(Collected data)
☆ ☆ ☆ ☆ ☆
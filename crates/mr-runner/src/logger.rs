//! Timestamped run log
//!
//! The log file is the operator's audit trail, so every line is written and
//! flushed before `log` returns. The file is opened once per run in append
//! mode and flushed again when the logger is dropped. Echo to stdout comes
//! second and never fails a run: after the first echo error (a closed pipe,
//! say) the logger stops echoing and keeps writing the file.

use chrono::{SecondsFormat, Utc};
use std::fs::{self, File, OpenOptions};
use std::io::{self, LineWriter, Write};
use std::path::{Path, PathBuf};

use crate::error::{RunnerError, RunnerResult};

/// Append-only run log echoed to stdout
pub struct RunLogger {
    path: PathBuf,
    writer: LineWriter<File>,
    echo: Option<Box<dyn Write + Send>>,
}

impl RunLogger {
    /// Open (creating parent directories) `path` for appending
    pub fn open(path: &Path) -> RunnerResult<Self> {
        if let Some(parent) = path.parent().filter(|p| !p.as_os_str().is_empty()) {
            fs::create_dir_all(parent).map_err(|source| RunnerError::LogOpen {
                path: path.display().to_string(),
                source,
            })?;
        }
        let file = OpenOptions::new()
            .create(true)
            .append(true)
            .open(path)
            .map_err(|source| RunnerError::LogOpen {
                path: path.display().to_string(),
                source,
            })?;

        Ok(Self {
            path: path.to_path_buf(),
            writer: LineWriter::new(file),
            echo: Some(Box::new(io::stdout())),
        })
    }

    /// Stop echoing lines to stdout
    pub fn without_echo(mut self) -> Self {
        self.echo = None;
        self
    }

    /// Echo lines to `out` instead of stdout
    pub fn with_echo(mut self, out: impl Write + Send + 'static) -> Self {
        self.echo = Some(Box::new(out));
        self
    }

    pub fn path(&self) -> &Path {
        &self.path
    }

    /// Write one timestamped line to the log file, then echo it
    pub fn log(&mut self, message: impl AsRef<str>) -> RunnerResult<()> {
        let line = format!("[{}] {}", timestamp(), message.as_ref());
        writeln!(self.writer, "{}", line)
            .and_then(|_| self.writer.flush())
            .map_err(|source| RunnerError::LogWrite {
                path: self.path.display().to_string(),
                source,
            })?;

        if let Some(out) = self.echo.as_mut() {
            if let Err(e) = writeln!(out, "{}", line).and_then(|_| out.flush()) {
                log::warn!("stdout echo disabled: {}", e);
                self.echo = None;
            }
        }
        Ok(())
    }

    pub fn warn(&mut self, message: impl AsRef<str>) -> RunnerResult<()> {
        self.log(format!("[WARN] {}", message.as_ref()))
    }

    pub fn fatal(&mut self, message: impl AsRef<str>) -> RunnerResult<()> {
        self.log(format!("[FATAL] {}", message.as_ref()))
    }
}

/// ISO-8601 UTC timestamp with millisecond precision
pub fn timestamp() -> String {
    Utc::now().to_rfc3339_opts(SecondsFormat::Millis, true)
}
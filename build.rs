fn main() {
    // Version strings embed the commit; rebuild when HEAD moves.
    println!("cargo:rerun-if-changed=.git/HEAD");
    println!("cargo:rerun-if-changed=.git/refs/");

    let git = |args: &[&str]| {
        std::process::Command::new("git")
            .args(args)
            .output()
            .ok()
            .filter(|o| o.status.success())
    };

    let hash = git(&["rev-parse", "--short", "HEAD"])
        .map(|o| String::from_utf8_lossy(&o.stdout).trim().to_string())
        .unwrap_or_default();
    let on_tag = git(&["describe", "--exact-match", "--tags", "HEAD"]).is_some();

    println!("cargo:rustc-env=DOCWEAVE_GIT_HASH={hash}");
    println!("cargo:rustc-env=DOCWEAVE_ON_RELEASE_TAG={on_tag}");
}
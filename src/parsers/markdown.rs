use super::{ContentParser, ParseEnv, ParserOptions};
use crate::markdown;
use crate::types::{NavEntry, ParserResult};

/// Deepest heading level reported as a top-level menu entry by default.
const DEFAULT_MENU_LEVEL: u64 = 2;

/// Markdown documents. Every heading becomes a menu entry; headings deeper
/// than `menu_level` are nested (`sub`).
pub struct MarkdownParser;

impl ContentParser for MarkdownParser {
    fn kind(&self) -> &str {
        "markdown"
    }

    fn extensions(&self) -> &[&str] {
        &[".md", ".markdown"]
    }

    fn highlight(&self) -> Option<&str> {
        Some("markdown")
    }

    fn parse(
        &self,
        contents: &[String],
        options: &ParserOptions,
        env: &ParseEnv<'_>,
    ) -> ParserResult {
        let menu_level = options.u64("menu_level").unwrap_or(DEFAULT_MENU_LEVEL);
        let rendered = markdown::render(&contents.join("\n\n"), env.highlighter);

        let menus: Vec<NavEntry> = rendered
            .headings
            .iter()
            .map(|h| NavEntry::menu(&h.text, u64::from(h.level) > menu_level))
            .collect();

        ParserResult {
            kind: Some("markdown".to_string()),
            content: Some(rendered.html),
            menus: (!menus.is_empty()).then_some(menus),
            ..ParserResult::default()
        }
    }
}
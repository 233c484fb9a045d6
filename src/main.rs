use clap::{Parser, Subcommand};
use docweave::{config, output, site};
use std::path::{Path, PathBuf};

fn version_string() -> &'static str {
    let on_tag = env!("DOCWEAVE_ON_RELEASE_TAG");
    if on_tag == "true" {
        env!("CARGO_PKG_VERSION")
    } else {
        let hash = env!("DOCWEAVE_GIT_HASH");
        if hash.is_empty() {
            "dev@unknown"
        } else {
            // Leaked once at startup
            Box::leak(format!("dev@{hash}").into_boxed_str())
        }
    }
}

#[derive(Parser)]
#[command(name = "docweave")]
#[command(about = "Static documentation site generator")]
#[command(long_about = "\
Static documentation site generator

A docweave.toml in the working directory declares the pages of the site.
Each page takes its content from markdown, HTML or source files, in one of
three shapes:

  content = \"README.md\"              # single: one source, one file
  [pages.content] multi = true         # multi: one file per sub-page,
                                       #   sharing one sidebar
  [pages.content] blocks = [...]       # blocks: one file from fragments

Output layout:

  _docs/
  ├── index.html                       # <page>.html
  ├── guide-install.html               # <page>-<sub>.html (multi pages)
  ├── static/src/lib.rs.html           # source listings (options.source)
  ├── images/                          # [resources] entries
  └── theme/                           # the configured theme

Run 'docweave gen-config' to generate a documented docweave.toml.")]
#[command(version = version_string())]
struct Cli {
    /// Working directory holding docweave.toml
    #[arg(long, default_value = ".", global = true)]
    source: PathBuf,

    #[command(subcommand)]
    command: Command,
}

#[derive(Subcommand)]
enum Command {
    /// Generate the site
    Build {
        /// Output directory (overrides `dest`)
        #[arg(long)]
        output: Option<PathBuf>,
        /// Only build these pages (repeatable, overrides `build_pages`)
        #[arg(long = "page")]
        pages: Vec<String>,
        /// Page template file (overrides `template`)
        #[arg(long)]
        template: Option<PathBuf>,
    },
    /// Validate docweave.toml and list the pages it declares
    Check,
    /// Print a stock docweave.toml with all options documented
    GenConfig,
}

fn main() -> Result<(), Box<dyn std::error::Error>> {
    let cli = Cli::parse();

    match cli.command {
        Command::Build {
            output: out_dir,
            pages,
            template,
        } => {
            let mut site_config = config::load_config(&cli.source)?;
            if let Some(dir) = out_dir {
                site_config.dest = absolute(&dir)?.to_string_lossy().into_owned();
            }
            if let Some(file) = template {
                site_config.template = Some(absolute(&file)?.to_string_lossy().into_owned());
            }
            if !pages.is_empty() {
                site_config.build_pages = pages;
                site_config.validate()?;
            }

            println!("==> Building {}", site_config.dest_dir().display());
            let (tx, rx) = std::sync::mpsc::channel();
            let printer = std::thread::spawn(move || {
                for event in rx {
                    output::print_build_event(&event);
                }
            });
            let result = site::build(site_config, Some(tx));
            printer.join().map_err(|_| "output thread panicked")?;
            output::print_build_summary(&result?);
        }
        Command::Check => {
            println!("==> Checking {}", cli.source.join(config::CONFIG_FILE).display());
            let site_config = config::load_config(&cli.source)?;
            output::print_check_output(&site_config);
            println!("==> Config is valid");
        }
        Command::GenConfig => {
            print!("{}", config::stock_config_toml());
        }
    }

    Ok(())
}

/// Resolve a CLI path against the invocation directory.
fn absolute(path: &Path) -> std::io::Result<PathBuf> {
    Ok(std::env::current_dir()?.join(path))
}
☆ ☆ ☆ ☆ ☆
Work required> Wherever the word "declares" appears in the entries above, copy that line.

Answer section>
A docweave.toml in the working directory declares the pages of the site.
    /// Validate docweave.toml and list the pages it declares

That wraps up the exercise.